La vendita di abitazioni è esente Iva ai sensi dell’art. 10 Dpr 633/72, n. 8-bis, ad eccezione del caso in cui l’immobile sia venduto, entro 4 anni dall’ultimazione dei lavori, dall’impresa costruttrice o dall’impresa che sullo stesso vi ha eseguito interventi di restauro, risanamento conservativo e ristrutturazione edilizia ed urbanistica.
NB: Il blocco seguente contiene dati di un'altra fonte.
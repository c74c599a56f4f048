//! The particle simulation kernel.
//!
//! Three entry points operate on the shared particle buffers:
//!
//! - `init`: seed every stream, spawn every particle around the generator
//! - `update`: advance one frame (velocity rule, gravity, integration, decay
//!   and respawn, color)
//! - `change_color`: recolor in place after the profile changed
//!
//! Two implementations exist: [`GpuKernel`] runs the WGSL program in
//! `kernel.wgsl` with one invocation per particle, [`CpuKernel`] is the
//! reference used by tests and benches. Both consume every particle's random
//! stream in the same order:
//!
//! | Step | Draws |
//! |------|-------|
//! | spawn offset | 3 |
//! | spawn velocity | 3 (used or not) |
//! | lifetime | 1 |
//! | color | 3 (used or not) |
//! | Chaos Nova kick, per update | 3 |
//!
//! # Parameter block
//!
//! Scalars reach the kernel through [`KernelParams`], bound at binding 5
//! after the five particle buffers:
//!
//! | Binding | Buffer | Element |
//! |---------|--------|---------|
//! | 0 | position | `vec4<f32>` |
//! | 1 | color | `vec4<f32>` |
//! | 2 | lifetime | `f32` |
//! | 3 | velocity | `vec4<f32>` |
//! | 4 | seed | `vec2<u32>` |
//! | 5 | params | [`KernelParams`] |

pub mod cpu;
pub mod gpu;
pub mod rng;

use bytemuck::{Pod, Zeroable};
use glam::{Vec3, Vec4};

use crate::controls::{ColorProfile, GeneratorState, ParticleMode};
use crate::interop::{ComputeLease, SharedBuffers};

pub use cpu::{CpuKernel, CpuParticles};
pub use gpu::GpuKernel;

/// WGSL source of the built-in kernel.
pub const KERNEL_SOURCE: &str = include_str!("kernel.wgsl");
/// Name used in diagnostics for the built-in kernel.
pub const KERNEL_SOURCE_NAME: &str = "kernel.wgsl";
/// Entry points every kernel program must export.
pub const ENTRY_POINTS: [&str; 3] = ["init", "update", "change_color"];

pub const WORKGROUP_SIZE: u32 = 256;

/// Half edge length of the spawn cube, also the spawn ball radius.
pub const SPAWN_EXTENT: f32 = 0.5;
pub const LIFETIME_MIN: f32 = 0.5;
pub const LIFETIME_MAX: f32 = 3.0;
/// Period of the Rainbow Dash hue cycle in seconds of lifetime.
pub const RAINBOW_PERIOD: f32 = 3.0;

pub const FALLING_ACCELERATION: f32 = 1.5;
pub const FOUNTAIN_GRAVITY: f32 = 4.0;
pub const EXPLOSION_DRAG: f32 = 0.9;
pub const NOVA_KICK: f32 = 3.0;
pub const VORTEX_SWIRL: f32 = 1.5;
pub const VORTEX_PULL: f32 = 0.6;
/// Extra downward acceleration when the gravity modifier is on.
pub const GRAVITY_MODIFIER: f32 = 2.5;

/// Scalar parameters of one dispatch, laid out as the WGSL `Params` struct.
#[repr(C)]
#[derive(Debug, Clone, Copy, PartialEq, Pod, Zeroable)]
pub struct KernelParams {
    pub generator_position: [f32; 4],
    pub spawn_in_cube: i32,
    pub is_decaying: i32,
    pub is_gravity_on: i32,
    pub particle_mode: i32,
    pub color_profile: i32,
    pub delta_time: f32,
    pub _padding: [u32; 2],
}

impl KernelParams {
    /// Parameters for the one-time `init` dispatch.
    pub fn for_init(generator: &GeneratorState) -> Self {
        Self {
            generator_position: generator.position.to_array(),
            spawn_in_cube: generator.spawn_in_cube as i32,
            is_decaying: 0,
            is_gravity_on: 0,
            particle_mode: generator.particle_mode.id(),
            color_profile: generator.color_profile.id(),
            delta_time: 0.0,
            _padding: [0; 2],
        }
    }

    /// Parameters for one frame of `update`.
    pub fn for_update(
        generator: &GeneratorState,
        is_decaying: bool,
        is_gravity_on: bool,
        delta_time: f32,
    ) -> Self {
        Self {
            is_decaying: is_decaying as i32,
            is_gravity_on: is_gravity_on as i32,
            delta_time,
            ..Self::for_init(generator)
        }
    }

    /// Parameters for `change_color`; only the profile is read.
    pub fn for_change_color(color_profile: ColorProfile) -> Self {
        Self {
            color_profile: color_profile.id(),
            ..Self::zeroed()
        }
    }

    pub fn generator_point(&self) -> Vec3 {
        Vec4::from_array(self.generator_position).truncate()
    }

    pub fn particle_mode(&self) -> ParticleMode {
        ParticleMode::from_id(self.particle_mode)
    }

    pub fn color_profile(&self) -> ColorProfile {
        ColorProfile::from_id(self.color_profile)
    }
}

/// Number of workgroups covering `particle_count` invocations.
pub fn workgroup_count(particle_count: u32) -> u32 {
    particle_count.div_ceil(WORKGROUP_SIZE)
}

/// A kernel implementation. Every entry point records work through a lease,
/// so it can only run while compute owns the buffers.
pub trait ParticleKernel {
    type Buffers: SharedBuffers;

    fn init(&mut self, lease: &mut ComputeLease<'_, Self::Buffers>, params: &KernelParams);

    fn update(&mut self, lease: &mut ComputeLease<'_, Self::Buffers>, params: &KernelParams);

    fn change_color(&mut self, lease: &mut ComputeLease<'_, Self::Buffers>, params: &KernelParams);
}
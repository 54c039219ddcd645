//! Module inventory commands
//!
//! These run against the CLI's own process, the same way the shell server
//! sees the process it is loaded into.

use std::path::PathBuf;

use anyhow::{bail, Result};
use modfolder::folder::Column;
use modfolder::host::load_failure_message;
use modfolder::{Inventory, ModuleRecord};

/// Render modules with the folder's own column layout
pub fn format_table(modules: &[ModuleRecord]) -> String {
    let mut out = String::new();
    for column in Column::ALL {
        out.push_str(&format!("{:<width$} ", column.title(), width = column.width() as usize));
    }
    out.push('\n');

    for module in modules {
        for column in Column::ALL {
            out.push_str(&format!(
                "{:<width$} ",
                column.format(module),
                width = column.width() as usize
            ));
        }
        out.push('\n');
    }
    out
}

fn print_modules(modules: &[ModuleRecord], json: bool) -> Result<()> {
    if json {
        println!("{}", serde_json::to_string_pretty(modules)?);
    } else {
        print!("{}", format_table(modules));
        println!("{} modules", modules.len());
    }
    Ok(())
}

/// List the modules mapped into this process
pub fn list(json: bool) -> Result<()> {
    let modules = Inventory::native().list_loaded_modules();
    print_modules(&modules, json)
}

/// Load every path that is not mapped yet
pub fn load(paths: &[PathBuf], list_after: bool) -> Result<()> {
    let inventory = Inventory::native();
    let paths: Vec<String> = paths.iter().map(|p| p.display().to_string()).collect();

    let mut failures = 0usize;
    let loaded = inventory.load_if_absent(&paths, |path, code| {
        eprintln!("{}", load_failure_message(path, code));
        failures += 1;
    });
    println!("Loaded {} of {} modules", loaded, paths.len());

    if list_after {
        print_modules(&inventory.list_loaded_modules(), false)?;
    }
    if failures > 0 {
        bail!("{} module(s) failed to load", failures);
    }
    Ok(())
}

/// Drop every reference to the module mapped at `address`
pub fn unload(address: &str, limit: usize) -> Result<()> {
    let base = super::parse_hex(address)?;
    let inventory = Inventory::native().with_unload_attempt_limit(limit);

    if !inventory.force_unload(base) {
        bail!("No module was unloaded at {:#X}", base);
    }
    println!("Unloaded module at {:#X}", base);
    Ok(())
}

#[cfg(test)]
mod tests {
    use super::*;

    #[test]
    fn test_format_table() {
        let modules = vec![
            ModuleRecord::new("C:\\a.dll", 0x10000, 0x2000),
            ModuleRecord::new("/usr/lib/libz.so.1", 0x7F00_0000_0000, 0x1000),
        ];
        let table = format_table(&modules);
        let lines: Vec<&str> = table.lines().collect();

        assert_eq!(lines.len(), 3);
        assert!(lines[0].starts_with("Name"));
        assert!(lines[0].contains("Base Address"));
        assert!(lines[1].starts_with("a.dll"));
        assert!(lines[1].contains("0x10000"));
        assert!(lines[1].contains("0x2000 (8192)"));
        assert!(lines[2].starts_with("libz.so.1"));
        assert!(lines[2].contains("0x7F0000000000"));
    }

    #[test]
    fn test_format_table_empty() {
        assert_eq!(format_table(&[]).lines().count(), 1);
    }

    #[test]
    fn test_unload_rejects_bad_address() {
        assert!(unload("not-hex", 1).is_err());
    }
}
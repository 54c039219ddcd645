//! Shell namespace model of the modules loaded into the current process.
//!
//! The folder presents every mapped module (DLL or shared object) as an item
//! that can be sorted, inspected, revealed and unloaded, and accepts files
//! dropped onto it as modules to load.
//!
//! # Layout
//!
//! - [`idlist`], [`pidl`], [`cida`]: identifier lists and the folder's own item records
//! - [`inventory`]: the process module table behind a backend trait
//! - [`enumerator`]: restartable item sequences handed to the shell
//! - [`folder`]: the folder object and its roles
//! - [`refresh`]: load-event driven re-enumeration
//! - [`host`]: side effects requested from the surrounding shell
//! - [`registration`]: the registry tree that attaches the folder to the shell
//!
//! The COM server lives in `modfolder-shell`; this crate has no COM types and
//! is fully usable (and tested) on any platform.

pub mod cida;
pub mod config;
pub mod enumerator;
pub mod error;
pub mod folder;
pub mod host;
pub mod idlist;
pub mod inventory;
pub mod logging;
pub mod pidl;
pub mod refresh;
pub mod registration;
#[cfg(windows)]
pub mod sys;
pub mod wide;

pub use config::Config;
pub use enumerator::{Batch, IdEnumerator};
pub use error::{Error, Result};
pub use folder::ModuleFolder;
pub use idlist::{IdList, IdListRef};
pub use inventory::{Inventory, ModuleApi, ModuleRecord};
pub use refresh::{RefreshSignal, RefreshTarget, RefreshWorker};

/// Class identifier of the folder
pub const CLASS_ID: &str = "{6B4E2E3B-3D6B-4D4E-9A1C-0F0C8D8E8F11}";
Per ultimazione dei lavori deve intendersi il momento in cui l’immobile è idoneo ad espletare la sua funzione, ovvero è idoneo ad essere destinato al consumo. A tal fine quindi non qualifica l’attestazione di ultimazione lavori predisposta dal tecnico ed eventualmente depositata presso gli organi amministrativi preposti.

Per quanto riguarda invece la cessione di immobili non ultimati, sia in corso di costruzione che di ristrutturazione, la circolare 12/E del 2007 ha chiarito che vanno assoggettati ad Iva.

abitazione

Con riferimento agli immobili in corso di ristrutturazione è stato precisato che i lavori devono essere effettivamente in corso, non essendo sufficienti le sole autorizzazioni amministrative all’esecuzione dell’intervento.

Le aliquote Iva applicabili alle cessioni sono le seguenti:

  • 4% se sussistono i requisiti “prima casa” (n. 21, Tab. A, parte II Dpr 633/72);

  • 10% se non sussistono i requisiti prima casa (n. 127-undecies, Tab. A, parte III Dpr 633/72);

  • 20% se sull’immobile sono in corso interventi di recupero e il cedente è l’impresa che sta realizzando tali interventi.